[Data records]
BEGIN
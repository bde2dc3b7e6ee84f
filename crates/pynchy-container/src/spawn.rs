//! Spawn one container invocation and consume its event stream.
//!
//! The initial input is written to `input/initial.json` before spawn (the
//! container deletes it on first read). Stdout lines parse into
//! [`AgentEvent`]s forwarded to the caller's channel; a `result` event
//! ends the stream. A resettable idle timer closes the container's stdin
//! after a quiet period, initiating graceful shutdown.

use std::path::Path;
use std::process::Stdio;
use std::time::Duration;

use pynchy_core::config::PynchyConfig;
use pynchy_core::util::write_json_atomic;
use pynchy_core::{PynchyError, Result};
use tokio::io::{AsyncBufReadExt, BufReader};
use tokio::process::Command;
use tokio::sync::mpsc;
use tracing::{debug, info, warn};

use crate::events::{AgentEvent, ContainerInput};
use crate::mounts::{build_container_args, container_name, VolumeMount};
use crate::runtime::ContainerRuntime;

/// How one invocation ended.
#[derive(Debug, Clone, Default)]
pub struct ContainerOutcome {
    pub session_id: Option<String>,
    pub error: Option<String>,
    /// A `result` event was seen before exit.
    pub completed: bool,
}

/// Grace period between stdin close and force kill.
const STOP_GRACE: Duration = Duration::from_secs(30);

/// Write the startup payload, spawn the container, stream its events into
/// `events_tx`, and wait for exit.
///
/// Returns `Err` only for spawn-level failures; in-agent errors come back
/// in the outcome. A missing `result` event (crash, OOM kill) yields
/// `completed = false` so the caller can emit the host notice and let the
/// queue's retry backoff take over.
pub async fn run_container(
    runtime: &dyn ContainerRuntime,
    config: &PynchyConfig,
    folder: &str,
    idle_timeout: Duration,
    mounts: &[VolumeMount],
    input: &ContainerInput,
    events_tx: mpsc::Sender<AgentEvent>,
) -> Result<ContainerOutcome> {
    let name = container_name(config, folder, input.invocation_ts);

    let input_dir = config.ipc_dir(folder).join("input");
    write_json_atomic(&input_dir.join("initial.json"), input)?;

    let args = build_container_args(config, mounts, &name);
    info!(container = %name, folder, "spawning container");
    let mut child = Command::new(runtime.cli())
        .args(&args)
        .stdin(Stdio::piped())
        .stdout(Stdio::piped())
        .stderr(Stdio::piped())
        .kill_on_drop(true)
        .spawn()
        .map_err(|e| PynchyError::Container(format!("spawn {name}: {e}")))?;

    let stdout = child
        .stdout
        .take()
        .ok_or_else(|| PynchyError::Container("no stdout pipe".into()))?;
    let mut stdin = child.stdin.take();

    // Idle kick channel: the timer closes stdin from the stream loop so
    // the child handle stays owned here.
    let (idle_tx, mut idle_rx) = mpsc::channel::<()>(1);
    let mut idle_timer = pynchy_core::util::IdleTimer::new(idle_timeout, move || {
        let _ = idle_tx.try_send(());
    });
    idle_timer.reset();

    let mut lines = BufReader::new(stdout).lines();
    let mut outcome = ContainerOutcome::default();

    loop {
        tokio::select! {
            line = lines.next_line() => {
                match line {
                    Ok(Some(line)) => {
                        let line = line.trim();
                        if line.is_empty() {
                            continue;
                        }
                        idle_timer.reset();
                        match serde_json::from_str::<AgentEvent>(line) {
                            Ok(event) => {
                                let done = event.is_result();
                                if let AgentEvent::Result { session_id, error, .. } = &event {
                                    outcome.session_id = session_id.clone();
                                    outcome.error = error.clone();
                                    outcome.completed = true;
                                }
                                if events_tx.send(event).await.is_err() {
                                    warn!(container = %name, "event consumer gone");
                                }
                                if done {
                                    break;
                                }
                            }
                            Err(e) => {
                                warn!(container = %name, error = %e, line, "unparseable event line");
                            }
                        }
                    }
                    Ok(None) => break, // EOF without result event
                    Err(e) => {
                        warn!(container = %name, error = %e, "stdout read error");
                        break;
                    }
                }
            }
            _ = idle_rx.recv() => {
                info!(container = %name, "idle timeout — closing stdin");
                stdin.take(); // dropping the handle closes the pipe
                write_close_sentinel(&input_dir);
            }
        }
    }
    idle_timer.cancel();
    drop(stdin);

    // Give the container a grace period, then force-stop via the runtime.
    match tokio::time::timeout(STOP_GRACE, child.wait()).await {
        Ok(Ok(status)) => {
            debug!(container = %name, code = status.code(), "container exited");
            if !outcome.completed && outcome.error.is_none() {
                outcome.error = Some(format!(
                    "container exited without result event (status {:?})",
                    status.code()
                ));
            }
        }
        Ok(Err(e)) => {
            outcome.error = Some(format!("wait failed: {e}"));
        }
        Err(_) => {
            warn!(container = %name, "container did not exit in grace period — killing");
            let _ = runtime.stop(&name).await;
            let _ = child.wait().await;
            if outcome.error.is_none() {
                outcome.error = Some("container force-killed after grace period".into());
            }
        }
    }

    Ok(outcome)
}

/// Ask a running container to wind down by dropping the `_close` sentinel
/// into its input directory.
pub fn write_close_sentinel(input_dir: &Path) {
    if let Err(e) = std::fs::write(input_dir.join("_close"), b"") {
        warn!(dir = %input_dir.display(), error = %e, "failed to write close sentinel");
    }
}

/// Queue a follow-up user message for a running container.
pub fn write_followup_message(input_dir: &Path, text: &str) -> Result<()> {
    let file = input_dir.join(format!("{}.json", chrono::Utc::now().timestamp_nanos_opt().unwrap_or_default()));
    write_json_atomic(&file, &serde_json::json!({ "type": "message", "text": text }))
}
use thiserror::Error;

#[derive(Debug, Error)]
pub enum ChannelError {
    #[error("Not connected")]
    NotConnected,

    #[error("Send failed: {0}")]
    SendFailed(String),

    #[error("Fetch failed: {0}")]
    FetchFailed(String),

    #[error("Unsupported operation: {0}")]
    Unsupported(String),
}
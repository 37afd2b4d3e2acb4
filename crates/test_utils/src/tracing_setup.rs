//! Tracing bootstrap for test binaries

use once_cell::sync::Lazy;
use tracing_subscriber::EnvFilter;

static INIT: Lazy<()> = Lazy::new(|| {
    let filter = EnvFilter::try_from_default_env().unwrap_or_else(|_| EnvFilter::new("warn"));
    let _ = tracing_subscriber::fmt()
        .with_env_filter(filter)
        .with_test_writer()
        .try_init();
});

/// Initializes the tracing subscriber once per test binary
///
/// Safe to call from every test; later calls are no-ops.
pub fn init_tracing() {
    Lazy::force(&INIT);
}
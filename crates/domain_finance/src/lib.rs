//! Finance Domain - Settlement Orchestration
//!
//! This crate records cash-basis financial transactions and, on settlement,
//! drives double-entry posting through a configurable mapping layer:
//!
//! 1. A settle command validates the transaction's status transition.
//! 2. The mapping resolver selects the most specific posting rule for the
//!    transaction's classification (category, account, supplier, property).
//! 3. With a rule, the ledger posting engine materializes a balanced
//!    journal entry; without one, an accounting issue is opened instead.
//!
//! All steps of a settle or cancel run in one storage session: either the
//! whole command commits or none of it is visible.

pub mod config;
pub mod error;
pub mod issue;
pub mod mapping;
pub mod ports;
pub mod settlement;
pub mod transaction;

pub use config::{CancellationPolicy, SettlementConfig};
pub use error::FinanceError;
pub use issue::{AccountingIssue, IssueReason, IssueStatus};
pub use mapping::{resolve_rule, store_rule, Classification, MappingRule};
pub use ports::{FinanceSession, FinanceStore};
pub use settlement::{has_posted_entry, SettlementOutcome, SettlementService};
pub use transaction::{FinancialTransaction, NewTransaction, TransactionKind, TransactionStatus};
//! Monetary amounts with precise decimal arithmetic
//!
//! This module provides a single-currency monetary value backed by
//! rust_decimal. Balance checks across journal lines must be exact, so
//! equality and ordering are exact decimal comparisons; the only sanctioned
//! tolerance is [`Amount::approx_eq`], used at input-validation boundaries
//! to absorb client-side rounding before lines are constructed.

use rust_decimal::Decimal;
use rust_decimal_macros::dec;
use serde::{Deserialize, Serialize};
use std::fmt;
use std::iter::Sum;
use std::ops::{Add, AddAssign, Neg, Sub};

/// A monetary amount in the system's single operating currency
///
/// Amounts are stored with four decimal places internally; display uses two.
#[derive(Debug, Clone, Copy, PartialEq, Eq, PartialOrd, Ord, Hash, Serialize, Deserialize)]
#[serde(transparent)]
pub struct Amount(Decimal);

impl Amount {
    /// The zero amount
    pub const ZERO: Amount = Amount(Decimal::ZERO);

    /// Creates a new amount
    pub fn new(value: Decimal) -> Self {
        Self(value.round_dp(4))
    }

    /// Creates an amount from an integer number of cents
    pub fn from_cents(cents: i64) -> Self {
        Self(Decimal::new(cents, 2))
    }

    /// Returns the underlying decimal value
    pub fn value(&self) -> Decimal {
        self.0
    }

    /// Returns true if the amount is zero
    pub fn is_zero(&self) -> bool {
        self.0.is_zero()
    }

    /// Returns true if the amount is strictly positive
    pub fn is_positive(&self) -> bool {
        self.0.is_sign_positive() && !self.0.is_zero()
    }

    /// Returns true if the amount is negative
    pub fn is_negative(&self) -> bool {
        self.0.is_sign_negative() && !self.0.is_zero()
    }

    /// Returns the absolute value
    pub fn abs(&self) -> Self {
        Self(self.0.abs())
    }

    /// Compares two amounts within a tolerance
    ///
    /// This is an input-boundary check only. Once journal lines exist,
    /// invariants are verified with exact equality.
    pub fn approx_eq(&self, other: Amount, tolerance: Decimal) -> bool {
        (self.0 - other.0).abs() <= tolerance
    }
}

impl Default for Amount {
    fn default() -> Self {
        Amount::ZERO
    }
}

impl fmt::Display for Amount {
    fn fmt(&self, f: &mut fmt::Formatter<'_>) -> fmt::Result {
        write!(f, "{:.2}", self.0)
    }
}

impl From<Decimal> for Amount {
    fn from(value: Decimal) -> Self {
        Amount::new(value)
    }
}

impl Add for Amount {
    type Output = Self;

    fn add(self, other: Self) -> Self {
        Self(self.0 + other.0)
    }
}

impl AddAssign for Amount {
    fn add_assign(&mut self, other: Self) {
        self.0 += other.0;
    }
}

impl Sub for Amount {
    type Output = Self;

    fn sub(self, other: Self) -> Self {
        Self(self.0 - other.0)
    }
}

impl Neg for Amount {
    type Output = Self;

    fn neg(self) -> Self {
        Self(-self.0)
    }
}

impl Sum for Amount {
    fn sum<I: Iterator<Item = Amount>>(iter: I) -> Self {
        iter.fold(Amount::ZERO, |acc, a| acc + a)
    }
}

/// Default tolerance applied when validating client-supplied line totals
pub fn input_tolerance() -> Decimal {
    dec!(0.001)
}

#[cfg(test)]
mod tests {
    use super::*;

    #[test]
    fn test_amount_creation() {
        let a = Amount::new(dec!(150.00));
        assert_eq!(a.value(), dec!(150.00));
        assert!(a.is_positive());
    }

    #[test]
    fn test_amount_from_cents() {
        let a = Amount::from_cents(10050);
        assert_eq!(a.value(), dec!(100.50));
    }

    #[test]
    fn test_amount_arithmetic_is_exact() {
        let a = Amount::new(dec!(0.1));
        let b = Amount::new(dec!(0.2));
        assert_eq!((a + b).value(), dec!(0.3));
        assert_eq!((b - a).value(), dec!(0.1));
    }

    #[test]
    fn test_amount_negation() {
        let a = Amount::new(dec!(42.00));
        assert_eq!((-a).value(), dec!(-42.00));
        assert!((-a).is_negative());
    }

    #[test]
    fn test_amount_sum() {
        let total: Amount = [dec!(1.10), dec!(2.20), dec!(3.30)]
            .into_iter()
            .map(Amount::new)
            .sum();
        assert_eq!(total.value(), dec!(6.60));
    }

    #[test]
    fn test_approx_eq_within_tolerance() {
        let a = Amount::new(dec!(50.0004));
        let b = Amount::new(dec!(50.00));
        assert!(a.approx_eq(b, input_tolerance()));
        assert_ne!(a, b);
    }

    #[test]
    fn test_approx_eq_outside_tolerance() {
        let a = Amount::new(dec!(50.00));
        let b = Amount::new(dec!(30.00));
        assert!(!a.approx_eq(b, input_tolerance()));
    }
}

#[cfg(test)]
mod proptests {
    use super::*;
    use proptest::prelude::*;

    proptest! {
        #[test]
        fn addition_is_commutative(a in -1_000_000i64..1_000_000i64, b in -1_000_000i64..1_000_000i64) {
            let ma = Amount::from_cents(a);
            let mb = Amount::from_cents(b);
            prop_assert_eq!(ma + mb, mb + ma);
        }

        #[test]
        fn add_then_sub_round_trips(a in -1_000_000i64..1_000_000i64, b in -1_000_000i64..1_000_000i64) {
            let ma = Amount::from_cents(a);
            let mb = Amount::from_cents(b);
            prop_assert_eq!((ma + mb) - mb, ma);
        }

        #[test]
        fn negation_is_involutive(a in -1_000_000i64..1_000_000i64) {
            let ma = Amount::from_cents(a);
            prop_assert_eq!(-(-ma), ma);
        }
    }
}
END
● **WHAT NEEDS TO BE DONE**: Exact copies of the lines from the one holding "let b = Amount::new(dec!(50.00));" through the last line above, and only those, make up the answer.

● **FINAL ANSWER**:
        let b = Amount::new(dec!(50.00));
        assert!(a.approx_eq(b, input_tolerance()));
        assert_ne!(a, b);
    }

    #[test]
    fn test_approx_eq_outside_tolerance() {
        let a = Amount::new(dec!(50.00));
        let b = Amount::new(dec!(30.00));
        assert!(!a.approx_eq(b, input_tolerance()));
    }
}

#[cfg(test)]
mod proptests {
    use super::*;
    use proptest::prelude::*;

    proptest! {
        #[test]
        fn addition_is_commutative(a in -1_000_000i64..1_000_000i64, b in -1_000_000i64..1_000_000i64) {
            let ma = Amount::from_cents(a);
            let mb = Amount::from_cents(b);
            prop_assert_eq!(ma + mb, mb + ma);
        }

        #[test]
        fn add_then_sub_round_trips(a in -1_000_000i64..1_000_000i64, b in -1_000_000i64..1_000_000i64) {
            let ma = Amount::from_cents(a);
            let mb = Amount::from_cents(b);
            prop_assert_eq!((ma + mb) - mb, ma);
        }

        #[test]
        fn negation_is_involutive(a in -1_000_000i64..1_000_000i64) {
            let ma = Amount::from_cents(a);
            prop_assert_eq!(-(-ma), ma);
        }
    }
}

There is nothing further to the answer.